We at adastracomix.com are pleased to be bringing you another guest review by our friend, Seth Tobocman. Seth is the co-founder and co-editor of World War 3 Illustrated, the longest-running anthology of radical comics in the english-speaking world. He’s also the author of several acclaimed titles of his own, including Disaster and Resistance, War in the Neighborhood, and You Don’t Have to Fuck People Over to Survive.

71AREZqr2QL-600x814Peter Kuper’s new graphic novel, ‘Ruins’, is a breakthrough, even though this veteran cartoonist has been publishing books since 1980, producing more titles than I can count.
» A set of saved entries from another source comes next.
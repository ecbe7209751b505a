use crate::component::Component;
use crate::pixel::{Pixel, PixelF};

/// A color space value convertible to and from a floating point pixel.
///
/// Every color space carries the alpha channel through unchanged. Conversions ignore alpha
/// otherwise, so a transparent pixel converts exactly like its opaque counterpart.
pub trait ColorSpace: Copy {
    /// Converts the color channels of a floating point pixel.
    fn from_pixel(pixel: PixelF) -> Self;

    /// Converts back to a floating point pixel.
    fn to_pixel(self) -> PixelF;
}

/// Hue, saturation and value, each in `[0, 1]`.
#[derive(Clone, Copy, Debug, Default, PartialEq)]
pub struct Hsv {
    /// Hue, wrapped into `[0, 1)`.
    pub h: f32,
    /// Saturation.
    pub s: f32,
    /// Value.
    pub v: f32,
    /// Alpha.
    pub a: f32,
}

/// Hue, saturation and lightness, each in `[0, 1]`.
#[derive(Clone, Copy, Debug, Default, PartialEq)]
pub struct Hsl {
    /// Hue, wrapped into `[0, 1)`.
    pub h: f32,
    /// Saturation.
    pub s: f32,
    /// Lightness.
    pub l: f32,
    /// Alpha.
    pub a: f32,
}

/// CIE 1931 XYZ tristimulus values scaled so that white has `Y = 100`.
#[derive(Clone, Copy, Debug, Default, PartialEq)]
pub struct Xyz {
    /// X.
    pub x: f32,
    /// Y, the luminance.
    pub y: f32,
    /// Z.
    pub z: f32,
    /// Alpha.
    pub a: f32,
}

/// CIE Yxy: luminance plus the chromaticity coordinates derived from XYZ.
#[derive(Clone, Copy, Debug, Default, PartialEq)]
pub struct Yxy {
    /// The luminance `Y`, on the same scale as [`Xyz::y`].
    pub luminance: f32,
    /// Chromaticity x.
    pub x: f32,
    /// Chromaticity y.
    pub y: f32,
    /// Alpha.
    pub a: f32,
}

/// Subtractive cyan, magenta and yellow.
#[derive(Clone, Copy, Debug, Default, PartialEq)]
pub struct Cmy {
    /// Cyan.
    pub c: f32,
    /// Magenta.
    pub m: f32,
    /// Yellow.
    pub y: f32,
    /// Alpha.
    pub a: f32,
}

/// Cyan, magenta, yellow and key (black).
#[derive(Clone, Copy, Debug, Default, PartialEq)]
pub struct Cmyk {
    /// Cyan.
    pub c: f32,
    /// Magenta.
    pub m: f32,
    /// Yellow.
    pub y: f32,
    /// Key.
    pub k: f32,
    /// Alpha.
    pub a: f32,
}

/// Decodes an sRGB encoded component to linear light.
pub(crate) fn srgb_to_linear(c: f32) -> f32 {
    if c > 0.04045 {
        ((c + 0.055) / 1.055).powf(2.4)
    } else {
        c / 12.92
    }
}

/// Encodes a linear light component with the sRGB curve.
pub(crate) fn linear_to_srgb(c: f32) -> f32 {
    if c > 0.0031308 {
        1.055 * c.powf(1.0 / 2.4) - 0.055
    } else {
        12.92 * c
    }
}

fn wrap_unit(value: f32) -> f32 {
    let wrapped = value % 1.0;
    if wrapped < 0.0 {
        wrapped + 1.0
    } else {
        wrapped
    }
}

// hue of a non-gray color, from the channel holding the maximum
fn hue(p: &PixelF, max: f32, delta: f32) -> f32 {
    let component = |c: f32| ((max - c) / 6.0 + delta / 2.0) / delta;
    let (dr, dg, db) = (component(p.r), component(p.g), component(p.b));
    let h = if p.r == max {
        db - dg
    } else if p.g == max {
        1.0 / 3.0 + dr - db
    } else {
        2.0 / 3.0 + dg - dr
    };
    wrap_unit(h)
}

fn min_max(p: &PixelF) -> (f32, f32) {
    (p.r.min(p.g).min(p.b), p.r.max(p.g).max(p.b))
}

fn hue_to_rgb(v1: f32, v2: f32, hue: f32) -> f32 {
    let hue = if hue < 0.0 {
        hue + 1.0
    } else if hue > 1.0 {
        hue - 1.0
    } else {
        hue
    };
    if 6.0 * hue < 1.0 {
        v1 + (v2 - v1) * 6.0 * hue
    } else if 2.0 * hue < 1.0 {
        v2
    } else if 3.0 * hue < 2.0 {
        v1 + (v2 - v1) * (2.0 / 3.0 - hue) * 6.0
    } else {
        v1
    }
}

impl ColorSpace for Hsv {
    fn from_pixel(p: PixelF) -> Self {
        let (min, max) = min_max(&p);
        let delta = max - min;
        if delta == 0.0 {
            return Self { h: 0.0, s: 0.0, v: max, a: p.a };
        }
        Self {
            h: hue(&p, max, delta),
            s: delta / max,
            v: max,
            a: p.a,
        }
    }

    fn to_pixel(self) -> PixelF {
        let Self { h, s, v, a } = self;
        if s == 0.0 {
            return PixelF::gray_alpha(v, a);
        }
        let mut sector = wrap_unit(h) * 6.0;
        if sector >= 6.0 {
            sector = 0.0;
        }
        let index = sector.floor();
        let fraction = sector - index;
        let p = v * (1.0 - s);
        let q = v * (1.0 - s * fraction);
        let t = v * (1.0 - s * (1.0 - fraction));
        let (r, g, b) = match index as u8 {
            0 => (v, t, p),
            1 => (q, v, p),
            2 => (p, v, t),
            3 => (p, q, v),
            4 => (t, p, v),
            _ => (v, p, q),
        };
        PixelF::new(r, g, b, a)
    }
}

impl ColorSpace for Hsl {
    fn from_pixel(p: PixelF) -> Self {
        let (min, max) = min_max(&p);
        let delta = max - min;
        let l = (max + min) / 2.0;
        if delta == 0.0 {
            return Self { h: 0.0, s: 0.0, l, a: p.a };
        }
        let s = if l < 0.5 {
            delta / (max + min)
        } else {
            delta / (2.0 - max - min)
        };
        Self {
            h: hue(&p, max, delta),
            s,
            l,
            a: p.a,
        }
    }

    fn to_pixel(self) -> PixelF {
        let Self { h, s, l, a } = self;
        if s == 0.0 {
            return PixelF::gray_alpha(l, a);
        }
        let v2 = if l < 0.5 { l * (1.0 + s) } else { l + s - s * l };
        let v1 = 2.0 * l - v2;
        PixelF::new(
            hue_to_rgb(v1, v2, h + 1.0 / 3.0),
            hue_to_rgb(v1, v2, h),
            hue_to_rgb(v1, v2, h - 1.0 / 3.0),
            a,
        )
    }
}

impl ColorSpace for Xyz {
    fn from_pixel(p: PixelF) -> Self {
        let r = srgb_to_linear(p.r) * 100.0;
        let g = srgb_to_linear(p.g) * 100.0;
        let b = srgb_to_linear(p.b) * 100.0;
        Self {
            x: r * 0.4124 + g * 0.3576 + b * 0.1805,
            y: r * 0.2126 + g * 0.7152 + b * 0.0722,
            z: r * 0.0193 + g * 0.1192 + b * 0.9505,
            a: p.a,
        }
    }

    fn to_pixel(self) -> PixelF {
        let (x, y, z) = (self.x / 100.0, self.y / 100.0, self.z / 100.0);
        PixelF::new(
            linear_to_srgb(x * 3.2406 + y * -1.5372 + z * -0.4986),
            linear_to_srgb(x * -0.9689 + y * 1.8758 + z * 0.0415),
            linear_to_srgb(x * 0.0557 + y * -0.2040 + z * 1.0570),
            self.a,
        )
    }
}

impl From<Xyz> for Yxy {
    fn from(xyz: Xyz) -> Self {
        let sum = xyz.x + xyz.y + xyz.z;
        if sum == 0.0 {
            return Self { a: xyz.a, ..Default::default() };
        }
        Self {
            luminance: xyz.y,
            x: xyz.x / sum,
            y: xyz.y / sum,
            a: xyz.a,
        }
    }
}

impl From<Yxy> for Xyz {
    fn from(yxy: Yxy) -> Self {
        if yxy.y == 0.0 {
            return Self { a: yxy.a, ..Default::default() };
        }
        Self {
            x: yxy.x * yxy.luminance / yxy.y,
            y: yxy.luminance,
            z: (1.0 - yxy.x - yxy.y) * yxy.luminance / yxy.y,
            a: yxy.a,
        }
    }
}

impl ColorSpace for Yxy {
    fn from_pixel(p: PixelF) -> Self {
        Xyz::from_pixel(p).into()
    }

    fn to_pixel(self) -> PixelF {
        Xyz::from(self).to_pixel()
    }
}

impl ColorSpace for Cmy {
    fn from_pixel(p: PixelF) -> Self {
        Self {
            c: 1.0 - p.r,
            m: 1.0 - p.g,
            y: 1.0 - p.b,
            a: p.a,
        }
    }

    fn to_pixel(self) -> PixelF {
        PixelF::new(1.0 - self.c, 1.0 - self.m, 1.0 - self.y, self.a)
    }
}

impl From<Cmy> for Cmyk {
    fn from(cmy: Cmy) -> Self {
        let k = cmy.c.min(cmy.m).min(cmy.y).min(1.0);
        if k == 1.0 {
            return Self { c: 0.0, m: 0.0, y: 0.0, k, a: cmy.a };
        }
        Self {
            c: (cmy.c - k) / (1.0 - k),
            m: (cmy.m - k) / (1.0 - k),
            y: (cmy.y - k) / (1.0 - k),
            k,
            a: cmy.a,
        }
    }
}

impl From<Cmyk> for Cmy {
    fn from(cmyk: Cmyk) -> Self {
        let k = cmyk.k;
        Self {
            c: cmyk.c * (1.0 - k) + k,
            m: cmyk.m * (1.0 - k) + k,
            y: cmyk.y * (1.0 - k) + k,
            a: cmyk.a,
        }
    }
}

impl ColorSpace for Cmyk {
    fn from_pixel(p: PixelF) -> Self {
        Cmy::from_pixel(p).into()
    }

    fn to_pixel(self) -> PixelF {
        Cmy::from(self).to_pixel()
    }
}

impl<T: Component> Pixel<T> {
    /// Converts the pixel to the color space `C`.
    ///
    /// # Examples
    ///
    /// ```
    /// use tinct_pixel::{Hsv, Pixel8};
    ///
    /// let hsv: Hsv = Pixel8::new(255, 0, 0, 255).to_color();
    /// assert_eq!((hsv.h, hsv.s, hsv.v), (0.0, 1.0, 1.0));
    /// ```
    pub fn to_color<C: ColorSpace>(&self) -> C {
        C::from_pixel(self.convert())
    }

    /// Creates a pixel from a color space value.
    pub fn from_color<C: ColorSpace>(color: C) -> Self {
        color.to_pixel().convert()
    }

    /// The pixel in HSV.
    pub fn to_hsv(&self) -> Hsv {
        self.to_color()
    }

    /// The pixel in HSL.
    pub fn to_hsl(&self) -> Hsl {
        self.to_color()
    }

    /// The pixel in CIE XYZ.
    pub fn to_xyz(&self) -> Xyz {
        self.to_color()
    }

    /// The pixel in CIE Yxy.
    pub fn to_yxy(&self) -> Yxy {
        self.to_color()
    }

    /// The pixel in CMY.
    pub fn to_cmy(&self) -> Cmy {
        self.to_color()
    }

    /// The pixel in CMYK.
    pub fn to_cmyk(&self) -> Cmyk {
        self.to_color()
    }
}

macro_rules! impl_pixel_from_color {
    ($($space:ty),*) => {
        $(
            impl<T: Component> From<$space> for Pixel<T> {
                fn from(color: $space) -> Self {
                    Pixel::from_color(color)
                }
            }
        )*
    };
}

impl_pixel_from_color!(Hsv, Hsl, Xyz, Yxy, Cmy, Cmyk);

#[cfg(test)]
mod tests {
    use super::{Cmy, Cmyk, ColorSpace, Hsl, Hsv, Xyz, Yxy};
    use crate::pixel::{Pixel8, PixelF};
    use approx::assert_abs_diff_eq;

    fn assert_round_trip<C: ColorSpace>(p: PixelF) {
        let back = C::from_pixel(p).to_pixel();
        assert_abs_diff_eq!(back.r, p.r, epsilon = 0.01);
        assert_abs_diff_eq!(back.g, p.g, epsilon = 0.01);
        assert_abs_diff_eq!(back.b, p.b, epsilon = 0.01);
        assert_abs_diff_eq!(back.a, p.a, epsilon = 0.01);
    }

    #[test]
    fn white() {
        let white = PixelF::new(1.0, 1.0, 1.0, 1.0);
        let xyz = white.to_xyz();
        assert_abs_diff_eq!(xyz.x, 95.05, epsilon = 1e-3);
        assert_abs_diff_eq!(xyz.y, 100.0, epsilon = 1e-3);
        assert_abs_diff_eq!(xyz.z, 108.9, epsilon = 1e-3);
        let yxy = white.to_yxy();
        assert_abs_diff_eq!(yxy.luminance, 100.0, epsilon = 1e-3);
        assert_abs_diff_eq!(yxy.x, 0.3127, epsilon = 1e-4);
        assert_abs_diff_eq!(yxy.y, 0.329, epsilon = 1e-3);
        assert_eq!(white.to_hsv(), Hsv { h: 0.0, s: 0.0, v: 1.0, a: 1.0 });
        assert_eq!(white.to_hsl(), Hsl { h: 0.0, s: 0.0, l: 1.0, a: 1.0 });
    }

    #[test]
    fn mixed_color() {
        let p = PixelF::new(0.25, 0.75, 0.5, 0.3);

        let hsv = p.to_hsv();
        assert_abs_diff_eq!(hsv.h, 0.416_666_7, epsilon = 1e-4);
        assert_abs_diff_eq!(hsv.s, 0.666_666_7, epsilon = 1e-4);
        assert_abs_diff_eq!(hsv.v, 0.75, epsilon = 1e-6);
        assert_abs_diff_eq!(hsv.a, 0.3);

        let hsl = p.to_hsl();
        assert_abs_diff_eq!(hsl.h, 0.416_666_7, epsilon = 1e-4);
        assert_abs_diff_eq!(hsl.s, 0.5, epsilon = 1e-4);
        assert_abs_diff_eq!(hsl.l, 0.5, epsilon = 1e-6);

        let xyz = p.to_xyz();
        assert_abs_diff_eq!(xyz.x, 24.647, epsilon = 1e-2);
        assert_abs_diff_eq!(xyz.y, 39.998, epsilon = 1e-2);
        assert_abs_diff_eq!(xyz.z, 26.671, epsilon = 1e-2);

        let yxy = p.to_yxy();
        assert_abs_diff_eq!(yxy.luminance, 39.998, epsilon = 1e-2);
        assert_abs_diff_eq!(yxy.x, 0.27, epsilon = 1e-3);
        assert_abs_diff_eq!(yxy.y, 0.438, epsilon = 1e-3);

        let cmyk = p.to_cmyk();
        assert_abs_diff_eq!(cmyk.c, 0.666_666_7, epsilon = 1e-4);
        assert_abs_diff_eq!(cmyk.m, 0.0, epsilon = 1e-6);
        assert_abs_diff_eq!(cmyk.y, 0.333_333_3, epsilon = 1e-4);
        assert_abs_diff_eq!(cmyk.k, 0.25, epsilon = 1e-6);
        assert_abs_diff_eq!(cmyk.a, 0.3);
    }

    #[test]
    fn transparent_black() {
        let p = PixelF::transparent();
        assert_eq!(p.to_hsv(), Hsv::default());
        assert_eq!(p.to_hsl(), Hsl::default());
        assert_eq!(p.to_xyz(), Xyz::default());
        assert_eq!(p.to_yxy(), Yxy::default());
        assert_eq!(p.to_cmy(), Cmy { c: 1.0, m: 1.0, y: 1.0, a: 0.0 });
        assert_eq!(
            p.to_cmyk(),
            Cmyk { c: 0.0, m: 0.0, y: 0.0, k: 1.0, a: 0.0 }
        );
        assert_eq!(PixelF::from(Cmyk { k: 1.0, ..Default::default() }), p);
    }

    #[test]
    fn hsv_primaries() {
        let hues = [
            (Pixel8::new(255, 0, 0, 255), 0.0),
            (Pixel8::new(255, 255, 0, 255), 1.0 / 6.0),
            (Pixel8::new(0, 255, 0, 255), 1.0 / 3.0),
            (Pixel8::new(0, 255, 255, 255), 0.5),
            (Pixel8::new(0, 0, 255, 255), 2.0 / 3.0),
            (Pixel8::new(255, 0, 255, 255), 5.0 / 6.0),
        ];
        for (pixel, h) in hues {
            let hsv = pixel.to_hsv();
            assert_abs_diff_eq!(hsv.h, h, epsilon = 1e-5);
            assert_eq!(Pixel8::from(hsv), pixel);
            assert_eq!(Pixel8::from(pixel.to_hsl()), pixel);
        }
    }

    #[test]
    fn round_trips() {
        let pixels = [
            PixelF::new(0.25, 0.75, 0.5, 0.3),
            PixelF::new(0.9, 0.1, 0.4, 1.0),
            PixelF::new(0.5, 0.5, 0.5, 0.5),
            PixelF::new(0.02, 0.6, 0.99, 0.01),
            PixelF::new(1.0, 1.0, 1.0, 1.0),
        ];
        for p in pixels {
            assert_round_trip::<Hsv>(p);
            assert_round_trip::<Hsl>(p);
            assert_round_trip::<Xyz>(p);
            assert_round_trip::<Yxy>(p);
            assert_round_trip::<Cmy>(p);
            assert_round_trip::<Cmyk>(p);
        }
    }

    #[test]
    fn from_color_any_precision() {
        let hsv = Hsv { h: 0.5, s: 1.0, v: 1.0, a: 0.5 };
        assert_eq!(Pixel8::from_color(hsv), Pixel8::new(0, 255, 255, 128));
    }
}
Having known Peter since first grade, it could be argued that I am not objective enough to write a review of anything he produces. But I have never believed that art has much to do with objectivity. Rather, art is about the insights we gain through subjective experience. So here is what I have learned through knowing Peter Kuper that I think is relevant to a discussion of this book.

Peter Kuper grew up in a very unusual 1970’s suburban household. His mom, Ginger Kuper, was a very artsy lady. She had a desk job at the Cleveland Orchestra and was an amateur potter. The house was full of clay sculpture along with Native American textiles, block prints, plants and nature photographs. One of Peter’s uncles was an illustrator and his work decorated the walls. Another uncle was a Broadway actor. His older sisters were a dancer and a photographer. The family had a subscription to the New Yorker.

Peter’s father was a scientist, but not the kind who is lost in abstract thought. Alan Kuper (known as ‘Buzz’) liked to take walks in the woods. The family went on regular camping trips. Buzz had a subscription to National Geographic and would eventually become president of the local Sierra club. Alan Kuper was also outspoken in opposition to the Vietnam War, took his kids to peace demonstrations, allowed his son to become the first boy I knew to grow his hair long. My sister and I, along with most of our schoolmates, envied the Kuper kids for having “such nice parents”.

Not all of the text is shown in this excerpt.